ABOUT THIS EXERCISE: Could you filter the data below down to the lines that hold the word "tracing"?
....
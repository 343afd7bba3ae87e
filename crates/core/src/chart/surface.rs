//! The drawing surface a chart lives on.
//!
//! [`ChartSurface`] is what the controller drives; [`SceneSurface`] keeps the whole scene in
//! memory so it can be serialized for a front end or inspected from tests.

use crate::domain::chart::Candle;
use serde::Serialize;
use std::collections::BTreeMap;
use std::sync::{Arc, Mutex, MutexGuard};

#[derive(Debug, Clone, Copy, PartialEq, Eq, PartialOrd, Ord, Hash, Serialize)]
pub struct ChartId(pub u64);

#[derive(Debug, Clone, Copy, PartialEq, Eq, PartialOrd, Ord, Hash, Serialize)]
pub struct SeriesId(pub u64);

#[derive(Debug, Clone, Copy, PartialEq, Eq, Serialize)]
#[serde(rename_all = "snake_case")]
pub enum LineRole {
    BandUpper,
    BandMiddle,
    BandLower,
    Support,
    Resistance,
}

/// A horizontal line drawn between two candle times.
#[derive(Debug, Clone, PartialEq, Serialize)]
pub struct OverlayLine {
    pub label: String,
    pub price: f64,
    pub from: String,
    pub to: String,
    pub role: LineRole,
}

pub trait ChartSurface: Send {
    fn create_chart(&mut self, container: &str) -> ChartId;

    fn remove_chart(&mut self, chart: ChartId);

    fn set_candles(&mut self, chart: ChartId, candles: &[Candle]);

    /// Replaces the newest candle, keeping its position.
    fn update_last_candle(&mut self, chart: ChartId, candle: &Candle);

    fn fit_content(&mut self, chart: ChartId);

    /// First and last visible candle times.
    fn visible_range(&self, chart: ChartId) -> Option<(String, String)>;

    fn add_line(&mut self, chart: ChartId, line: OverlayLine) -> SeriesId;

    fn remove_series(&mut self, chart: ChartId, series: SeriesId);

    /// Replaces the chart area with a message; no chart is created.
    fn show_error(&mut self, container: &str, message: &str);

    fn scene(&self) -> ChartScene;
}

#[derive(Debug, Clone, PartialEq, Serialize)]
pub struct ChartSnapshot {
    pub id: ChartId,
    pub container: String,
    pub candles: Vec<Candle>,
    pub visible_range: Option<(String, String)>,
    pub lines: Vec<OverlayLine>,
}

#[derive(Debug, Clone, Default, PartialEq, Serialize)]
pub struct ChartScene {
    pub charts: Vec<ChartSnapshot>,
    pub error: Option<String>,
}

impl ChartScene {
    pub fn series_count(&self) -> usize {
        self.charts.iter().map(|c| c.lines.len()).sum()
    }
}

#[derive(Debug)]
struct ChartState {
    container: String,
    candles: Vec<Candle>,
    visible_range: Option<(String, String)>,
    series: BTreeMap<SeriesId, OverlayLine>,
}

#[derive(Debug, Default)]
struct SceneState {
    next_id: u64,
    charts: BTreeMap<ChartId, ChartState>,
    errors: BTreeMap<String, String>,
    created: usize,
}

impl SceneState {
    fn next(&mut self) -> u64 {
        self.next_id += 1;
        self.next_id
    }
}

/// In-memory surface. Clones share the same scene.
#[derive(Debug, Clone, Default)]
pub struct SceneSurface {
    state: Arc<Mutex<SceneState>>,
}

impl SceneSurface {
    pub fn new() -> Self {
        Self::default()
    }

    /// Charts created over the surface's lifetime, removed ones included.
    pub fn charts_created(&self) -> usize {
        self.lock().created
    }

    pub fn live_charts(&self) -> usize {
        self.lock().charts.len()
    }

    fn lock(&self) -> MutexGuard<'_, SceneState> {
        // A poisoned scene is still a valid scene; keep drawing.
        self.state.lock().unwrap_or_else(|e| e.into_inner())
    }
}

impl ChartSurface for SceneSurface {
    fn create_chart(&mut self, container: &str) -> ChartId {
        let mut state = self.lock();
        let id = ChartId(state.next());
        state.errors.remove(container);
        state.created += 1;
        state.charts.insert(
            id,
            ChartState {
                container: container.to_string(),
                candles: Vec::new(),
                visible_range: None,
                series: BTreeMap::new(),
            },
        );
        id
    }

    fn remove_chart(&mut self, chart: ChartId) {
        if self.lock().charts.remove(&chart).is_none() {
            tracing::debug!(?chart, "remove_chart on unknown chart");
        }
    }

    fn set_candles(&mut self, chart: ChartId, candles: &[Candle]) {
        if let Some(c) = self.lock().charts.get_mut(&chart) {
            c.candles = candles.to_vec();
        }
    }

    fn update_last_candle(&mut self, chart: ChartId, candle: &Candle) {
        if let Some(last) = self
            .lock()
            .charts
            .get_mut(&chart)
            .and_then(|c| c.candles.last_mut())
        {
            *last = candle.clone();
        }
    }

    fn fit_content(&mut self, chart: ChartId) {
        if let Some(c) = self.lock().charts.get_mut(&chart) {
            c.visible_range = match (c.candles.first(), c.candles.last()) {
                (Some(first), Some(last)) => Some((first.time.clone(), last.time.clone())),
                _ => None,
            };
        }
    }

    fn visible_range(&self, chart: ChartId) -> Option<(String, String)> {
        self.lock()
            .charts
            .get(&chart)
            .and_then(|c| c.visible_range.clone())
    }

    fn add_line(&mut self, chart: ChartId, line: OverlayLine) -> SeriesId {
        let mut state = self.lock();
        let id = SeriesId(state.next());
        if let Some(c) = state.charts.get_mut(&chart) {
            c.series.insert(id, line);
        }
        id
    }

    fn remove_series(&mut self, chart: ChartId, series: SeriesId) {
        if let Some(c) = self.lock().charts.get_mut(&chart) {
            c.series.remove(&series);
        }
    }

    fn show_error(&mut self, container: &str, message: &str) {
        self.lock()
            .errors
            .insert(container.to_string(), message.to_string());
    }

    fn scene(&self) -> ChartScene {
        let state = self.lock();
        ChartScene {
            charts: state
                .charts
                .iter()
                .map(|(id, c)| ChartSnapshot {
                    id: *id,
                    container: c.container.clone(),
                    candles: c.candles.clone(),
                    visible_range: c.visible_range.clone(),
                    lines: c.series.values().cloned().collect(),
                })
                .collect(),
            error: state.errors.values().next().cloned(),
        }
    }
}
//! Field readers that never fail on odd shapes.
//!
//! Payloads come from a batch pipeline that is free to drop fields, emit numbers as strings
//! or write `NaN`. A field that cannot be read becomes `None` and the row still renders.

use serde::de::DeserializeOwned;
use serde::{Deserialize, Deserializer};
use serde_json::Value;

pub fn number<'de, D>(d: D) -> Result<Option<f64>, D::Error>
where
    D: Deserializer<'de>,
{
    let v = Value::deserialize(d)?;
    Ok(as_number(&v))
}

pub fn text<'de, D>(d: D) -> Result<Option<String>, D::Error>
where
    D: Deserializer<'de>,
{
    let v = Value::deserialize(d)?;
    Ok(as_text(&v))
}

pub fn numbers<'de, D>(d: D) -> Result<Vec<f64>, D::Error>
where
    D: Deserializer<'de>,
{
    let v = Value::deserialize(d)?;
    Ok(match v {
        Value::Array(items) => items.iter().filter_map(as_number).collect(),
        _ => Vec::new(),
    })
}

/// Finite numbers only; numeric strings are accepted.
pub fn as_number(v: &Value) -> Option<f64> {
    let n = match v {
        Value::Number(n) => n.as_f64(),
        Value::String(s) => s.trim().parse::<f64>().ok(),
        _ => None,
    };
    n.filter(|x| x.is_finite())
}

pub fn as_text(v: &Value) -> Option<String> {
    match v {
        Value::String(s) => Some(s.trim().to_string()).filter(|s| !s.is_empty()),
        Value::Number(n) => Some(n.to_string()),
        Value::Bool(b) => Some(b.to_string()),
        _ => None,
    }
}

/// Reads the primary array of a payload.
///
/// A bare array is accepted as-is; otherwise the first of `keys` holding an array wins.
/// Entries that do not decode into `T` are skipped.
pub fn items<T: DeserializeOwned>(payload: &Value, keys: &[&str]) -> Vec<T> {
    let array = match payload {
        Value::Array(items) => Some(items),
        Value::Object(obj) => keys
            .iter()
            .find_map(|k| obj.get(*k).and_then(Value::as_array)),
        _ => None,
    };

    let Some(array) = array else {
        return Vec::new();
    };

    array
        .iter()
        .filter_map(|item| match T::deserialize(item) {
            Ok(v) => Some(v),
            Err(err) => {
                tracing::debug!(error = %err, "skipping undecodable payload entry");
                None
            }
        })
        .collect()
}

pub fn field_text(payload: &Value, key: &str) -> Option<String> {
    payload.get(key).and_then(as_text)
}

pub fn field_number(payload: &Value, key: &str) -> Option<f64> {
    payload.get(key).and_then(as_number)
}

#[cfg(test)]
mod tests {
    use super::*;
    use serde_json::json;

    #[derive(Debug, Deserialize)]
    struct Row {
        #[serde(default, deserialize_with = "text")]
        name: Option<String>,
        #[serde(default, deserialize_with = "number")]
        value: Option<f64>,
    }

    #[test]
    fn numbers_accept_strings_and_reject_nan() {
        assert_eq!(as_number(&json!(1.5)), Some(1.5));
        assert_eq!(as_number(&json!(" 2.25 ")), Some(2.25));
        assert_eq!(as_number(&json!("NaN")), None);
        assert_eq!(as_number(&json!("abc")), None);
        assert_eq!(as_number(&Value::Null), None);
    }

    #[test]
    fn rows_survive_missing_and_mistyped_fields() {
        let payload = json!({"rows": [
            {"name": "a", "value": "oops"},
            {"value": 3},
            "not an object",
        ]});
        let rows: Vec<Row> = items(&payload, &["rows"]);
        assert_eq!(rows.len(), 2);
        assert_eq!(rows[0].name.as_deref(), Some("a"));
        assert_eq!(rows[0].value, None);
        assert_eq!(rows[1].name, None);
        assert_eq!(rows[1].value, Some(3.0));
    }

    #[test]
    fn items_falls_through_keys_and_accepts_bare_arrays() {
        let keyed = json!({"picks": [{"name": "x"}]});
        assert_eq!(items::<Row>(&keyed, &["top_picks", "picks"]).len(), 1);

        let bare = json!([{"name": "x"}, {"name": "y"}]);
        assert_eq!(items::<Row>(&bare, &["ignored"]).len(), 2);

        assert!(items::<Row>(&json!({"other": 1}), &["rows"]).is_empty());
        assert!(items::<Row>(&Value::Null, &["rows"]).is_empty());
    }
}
....
WRITTEN RESPONSE:
            tracing::debug!(?chart, "remove_chart on unknown chart");
                tracing::debug!(error = %err, "skipping undecodable payload entry");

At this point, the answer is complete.